First of all, unavoidably, a corporate plan sponsor and the beneficiary of a DB plan do not have the same interests. The beneficiary needs a plan run by a real fiduciary, one who designs, funds, and manages the plan exclusively in his long term interests. This is rarely possible. Instead, the typical plan sponsor can be expected to be driven by market forces to focus on profit maximization in the interests of shareholders, with short term considerations frequently driving decisions.

At the same time, the complexity of pension plan management easily promotes a silo mentality. Each level and piece of the management puzzle tends to be the purview of distinct professions and responsibilities, each focused on their own specific tasks, each assuming that the rest of the puzzle is being adequately taken care of by someone else. As a result, each participant would tend to be oblivous to the overall picture and its implications.

Accounting standards would also have tended to mask the problem. In a corporate plan sponsor’s financial statements, the DB liabilities shown are past service liabilities, namely the present value of what retirees and employees are owed as of the date of the financial statements. It doesn’t show how much more an employee would be owed if he stayed till retirement. From an accounting point of view, that’s a contingent liability – it hasn’t yet been earned – it doesn’t have to be reported, even if it may represent the funding over the next decade of over two-thirds of a baby-boomer’s retirement.

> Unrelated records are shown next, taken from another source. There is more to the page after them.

//! Greedy assignment: the nearest contact gets the nearest idle interceptor.
//!
//! At most one assignment per tick. Remaining contacts wait for later ticks.

use hecs::{Entity, World};

use overwatch_core::components::{InterceptorState, Kinematics};
use overwatch_core::events::SimEvent;
use overwatch_core::geometry::distance;
use overwatch_core::types::Point;

use crate::engagement::{ClaimTable, ScoreState};
use crate::systems::detection::Contact;

/// An idle interceptor and its range to some point.
#[derive(Debug, Clone, Copy, PartialEq)]
pub struct Candidate {
    pub entity: Entity,
    pub designation: u32,
    pub range: f64,
}

/// Closest live idle interceptor to `point`, ties in designation order.
pub fn nearest_idle_interceptor(world: &World, point: Point) -> Option<Candidate> {
    world
        .query::<(&Kinematics, &InterceptorState)>()
        .iter()
        .filter(|(_, (_, state))| state.is_idle())
        .map(|(entity, (kinematics, state))| Candidate {
            entity,
            designation: state.designation,
            range: distance(kinematics.position, point),
        })
        .min_by(|a, b| {
            a.range
                .total_cmp(&b.range)
                .then(a.designation.cmp(&b.designation))
        })
}

/// Assign an interceptor to the first (nearest) contact, if one is idle.
/// Returns the new engagement id.
pub fn run(
    world: &mut World,
    claims: &mut ClaimTable,
    contacts: &[Contact],
    events: &mut Vec<SimEvent>,
    score: &mut ScoreState,
    tick: u64,
) -> Option<u32> {
    let contact = contacts.first()?;
    let Some(candidate) = nearest_idle_interceptor(world, contact.position) else {
        log::trace!(
            "tick {tick}: target {} waiting, no idle interceptor",
            contact.designation
        );
        return None;
    };

    match claims.engage(world, candidate.entity, contact.entity, tick) {
        Ok(engagement_id) => {
            log::debug!(
                "tick {tick}: interceptor {} assigned to target {} at range {:.1}",
                candidate.designation,
                contact.designation,
                candidate.range
            );
            score.engagements_opened += 1;
            events.push(SimEvent::Assigned {
                engagement_id,
                interceptor: candidate.designation,
                target: contact.designation,
                range: candidate.range,
            });
            Some(engagement_id)
        }
        Err(err) => {
            // Detection and candidate selection only yield claimable pairs.
            log::error!("tick {tick}: assignment policy broke a claim rule: {err}");
            if cfg!(debug_assertions) {
                panic!("assignment policy broke a claim rule: {err}");
            }
            None
        }
    }
}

Further complicating an understanding of the evolution of DB liabilities is the wave of restructuring and cost-cutting that has been taking place as corporations struggle to survive and adapt to the competitive pressures coming from globalization and technological change. For an employee, it has become rare indeed to be able to stay with the same employer for the span of an entire career. So, during what should have been the final ten years of a long and fruitful career, many baby boomers face unemployment and job transitions – in the process, many may have effectively lost at least two-thirds of their expected pensions.

How the baby boomers’ retirement prospects will ultimately shape up remains uncertain. However, the decision – made unknowingly decades ago by many people – to effectively back-end load the accumulation of retirement savings won’t have helped.